■ Directions for this task
Look through the data for the string "Result". Copy every line where it is found.

■ Input for this task
::::::

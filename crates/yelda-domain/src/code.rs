//! Constant code registry: authority tiers, job states and image states.
//!
//! Wire format: bare `i32`. Each family owns one hundred-block
//! (1xx authority, 2xx job state, 3xx image state).

use serde::{Deserialize, Serialize};

/// Returned when an integer is not a registered member of a code family.
#[derive(Debug, Clone, Copy, PartialEq, Eq, thiserror::Error)]
#[error("unknown {family} code {code}")]
pub struct UnknownCode {
    pub family: &'static str,
    pub code: i32,
}

macro_rules! code_enum {
    (
        $(#[$meta:meta])*
        $name:ident, $family:literal {
            $($variant:ident = $value:literal,)+
        }
    ) => {
        $(#[$meta])*
        #[derive(Debug, Clone, Copy, PartialEq, Eq, Hash, Serialize, Deserialize)]
        #[serde(try_from = "i32", into = "i32")]
        pub enum $name {
            $($variant = $value,)+
        }

        impl $name {
            /// Every registered member, in code order.
            pub const ALL: &'static [Self] = &[$(Self::$variant,)+];

            /// Convert from the integer wire value. Returns `None` for unregistered codes.
            pub fn from_code(code: i32) -> Option<Self> {
                match code {
                    $($value => Some(Self::$variant),)+
                    _ => None,
                }
            }

            /// Convert to the integer wire value.
            pub fn code(self) -> i32 {
                self as i32
            }
        }

        impl TryFrom<i32> for $name {
            type Error = UnknownCode;

            fn try_from(code: i32) -> Result<Self, Self::Error> {
                Self::from_code(code).ok_or(UnknownCode {
                    family: $family,
                    code,
                })
            }
        }

        impl From<$name> for i32 {
            fn from(value: $name) -> Self {
                value.code()
            }
        }
    };
}

code_enum! {
    /// Account permission tier.
    Authority, "authority" {
        Empty = 100,
        Admin = 101,
        Doctor = 102,
        Guest = 103,
        Expert = 104,
    }
}

code_enum! {
    /// Labeling progress of a job.
    JobState, "job state" {
        Unlabeled = 200,
        Labeling = 201,
        Finished = 202,
    }
}

code_enum! {
    /// Review progress of a single image.
    ImageState, "image state" {
        Unassigned = 300,
        Running = 301,
        Different = 302,
        DifferentII = 303,
        Done = 304,
    }
}

impl Authority {
    pub fn is_admin(self) -> bool {
        matches!(self, Self::Admin)
    }
}

/// The family a registered code belongs to.
#[derive(Debug, Clone, Copy, PartialEq, Eq, Hash)]
pub enum CodeFamily {
    Authority,
    JobState,
    ImageState,
}

impl CodeFamily {
    /// Classify a code by membership, not by its leading digit.
    pub fn of(code: i32) -> Option<Self> {
        if Authority::from_code(code).is_some() {
            Some(Self::Authority)
        } else if JobState::from_code(code).is_some() {
            Some(Self::JobState)
        } else if ImageState::from_code(code).is_some() {
            Some(Self::ImageState)
        } else {
            None
        }
    }

    /// Whether `code` is a registered member of this family.
    pub fn contains(self, code: i32) -> bool {
        Self::of(code) == Some(self)
    }
}
//! Centralized configuration for api-server.
//!
//! All environment variables are loaded and validated at startup to fail fast
//! on misconfiguration rather than at request time.

use axum::http::HeaderValue;
use std::env;
use std::fmt;
use std::path::PathBuf;
use std::time::Duration;

/// Storage backend provider.
#[derive(Debug, Clone, PartialEq, Eq)]
pub enum StorageProvider {
    /// In-memory storage (data lost on restart)
    Memory,
    /// SQLite file-based storage
    Sqlite,
}

impl StorageProvider {
    fn parse(s: &str) -> Self {
        if s.eq_ignore_ascii_case("memory") {
            Self::Memory
        } else {
            Self::Sqlite
        }
    }
}

/// Name resolution provider used by URL validation.
#[derive(Debug, Clone, PartialEq, Eq)]
pub enum ResolverProvider {
    /// System resolver with a timeout
    Dns,
    /// Fixed allow-list from STATIC_HOSTS (offline development only)
    Static,
}

impl ResolverProvider {
    fn parse(s: &str) -> Self {
        if s.eq_ignore_ascii_case("static") {
            Self::Static
        } else {
            Self::Dns
        }
    }
}

/// Log output format.
#[derive(Debug, Clone, PartialEq, Eq)]
pub enum LogFormat {
    Pretty,
    Json,
}

impl LogFormat {
    fn parse(s: &str) -> Self {
        if s.eq_ignore_ascii_case("json") {
            Self::Json
        } else {
            Self::Pretty
        }
    }
}

/// Configuration error.
#[derive(Debug)]
pub struct ConfigError {
    pub field: &'static str,
    pub message: String,
}

impl fmt::Display for ConfigError {
    fn fmt(&self, f: &mut fmt::Formatter<'_>) -> fmt::Result {
        write!(f, "Configuration error for {}: {}", self.field, self.message)
    }
}

impl std::error::Error for ConfigError {}

/// Server configuration loaded from environment variables.
///
/// All fields are validated at construction time.
#[derive(Debug, Clone)]
pub struct Config {
    /// Server port (default: 3000)
    pub port: u16,
    /// Storage provider
    pub storage_provider: StorageProvider,
    /// Persistence connection string (SQLite path, `sqlite://` prefix allowed)
    pub database_url: String,
    /// Name resolution provider
    pub resolver_provider: ResolverProvider,
    /// Hosts that resolve when using the static resolver
    pub static_hosts: Vec<String>,
    /// Upper bound on a single name lookup
    pub dns_timeout: Duration,
    /// CORS allow origin
    pub cors_allow_origin: HeaderValue,
    /// Static assets served under /public
    pub public_dir: PathBuf,
    /// Directory holding the landing page index.html
    pub views_dir: PathBuf,
    /// Log format
    pub log_format: LogFormat,
}

impl Config {
    /// Load and validate configuration from environment variables.
    ///
    /// Fails fast on invalid configuration.
    pub fn from_env() -> Result<Self, ConfigError> {
        Self::from_lookup(|key| env::var(key).ok())
    }

    /// Load configuration through an arbitrary variable lookup.
    pub fn from_lookup<F>(var: F) -> Result<Self, ConfigError>
    where
        F: Fn(&str) -> Option<String>,
    {
        // Port
        let port = match var("PORT") {
            Some(s) => s.trim().parse().map_err(|e| ConfigError {
                field: "PORT",
                message: format!("Invalid port '{}': {}", s, e),
            })?,
            None => 3000,
        };

        // Storage provider
        let storage_provider =
            StorageProvider::parse(&var("STORAGE_PROVIDER").unwrap_or_else(|| "sqlite".into()));

        // Connection string
        let database_url = var("DATABASE_URL")
            .filter(|s| !s.trim().is_empty())
            .unwrap_or_else(|| "./data/shorturls.db".into());

        // Resolver
        let resolver_provider =
            ResolverProvider::parse(&var("HOST_RESOLVER").unwrap_or_else(|| "dns".into()));
        let static_hosts: Vec<String> = var("STATIC_HOSTS")
            .unwrap_or_else(|| "localhost".into())
            .split(',')
            .map(|h| h.trim().to_string())
            .filter(|h| !h.is_empty())
            .collect();

        // DNS timeout
        let dns_timeout_ms: u64 = match var("DNS_TIMEOUT_MS") {
            Some(s) => s.trim().parse().map_err(|e| ConfigError {
                field: "DNS_TIMEOUT_MS",
                message: format!("Invalid milliseconds '{}': {}", s, e),
            })?,
            None => 5000,
        };
        if dns_timeout_ms == 0 {
            return Err(ConfigError {
                field: "DNS_TIMEOUT_MS",
                message: "Must be greater than zero".into(),
            });
        }

        // CORS allow origin
        let cors_origin_str = var("CORS_ALLOW_ORIGIN").unwrap_or_else(|| "*".into());
        let cors_allow_origin = if cors_origin_str == "*" {
            HeaderValue::from_static("*")
        } else {
            HeaderValue::from_str(&cors_origin_str).map_err(|e| ConfigError {
                field: "CORS_ALLOW_ORIGIN",
                message: format!("Invalid header value '{}': {}", cors_origin_str, e),
            })?
        };

        // Static content
        let public_dir = PathBuf::from(var("PUBLIC_DIR").unwrap_or_else(|| "public".into()));
        let views_dir = PathBuf::from(var("VIEWS_DIR").unwrap_or_else(|| "views".into()));

        // Log format
        let log_format =
            LogFormat::parse(&var("LOG_FORMAT").unwrap_or_else(|| "pretty".into()));

        Ok(Self {
            port,
            storage_provider,
            database_url,
            resolver_provider,
            static_hosts,
            dns_timeout: Duration::from_millis(dns_timeout_ms),
            cors_allow_origin,
            public_dir,
            views_dir,
            log_format,
        })
    }

    /// Log warnings about configuration unfit for production.
    pub fn warn_if_insecure(&self) {
        if self.resolver_provider == ResolverProvider::Static {
            tracing::warn!(
                hosts = ?self.static_hosts,
                "HOST_RESOLVER=static: only listed hosts are accepted and no real name \
                 resolution happens. DO NOT USE IN PRODUCTION."
            );
        }
        if self.storage_provider == StorageProvider::Memory {
            tracing::warn!("STORAGE_PROVIDER=memory: short URLs are lost on restart.");
        }
    }
}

::::::

■ Response to this task
            fn try_from(code: i32) -> Result<Self, Self::Error> {
    fn fmt(&self, f: &mut fmt::Formatter<'_>) -> fmt::Result {
    pub fn from_env() -> Result<Self, ConfigError> {
    pub fn from_lookup<F>(var: F) -> Result<Self, ConfigError>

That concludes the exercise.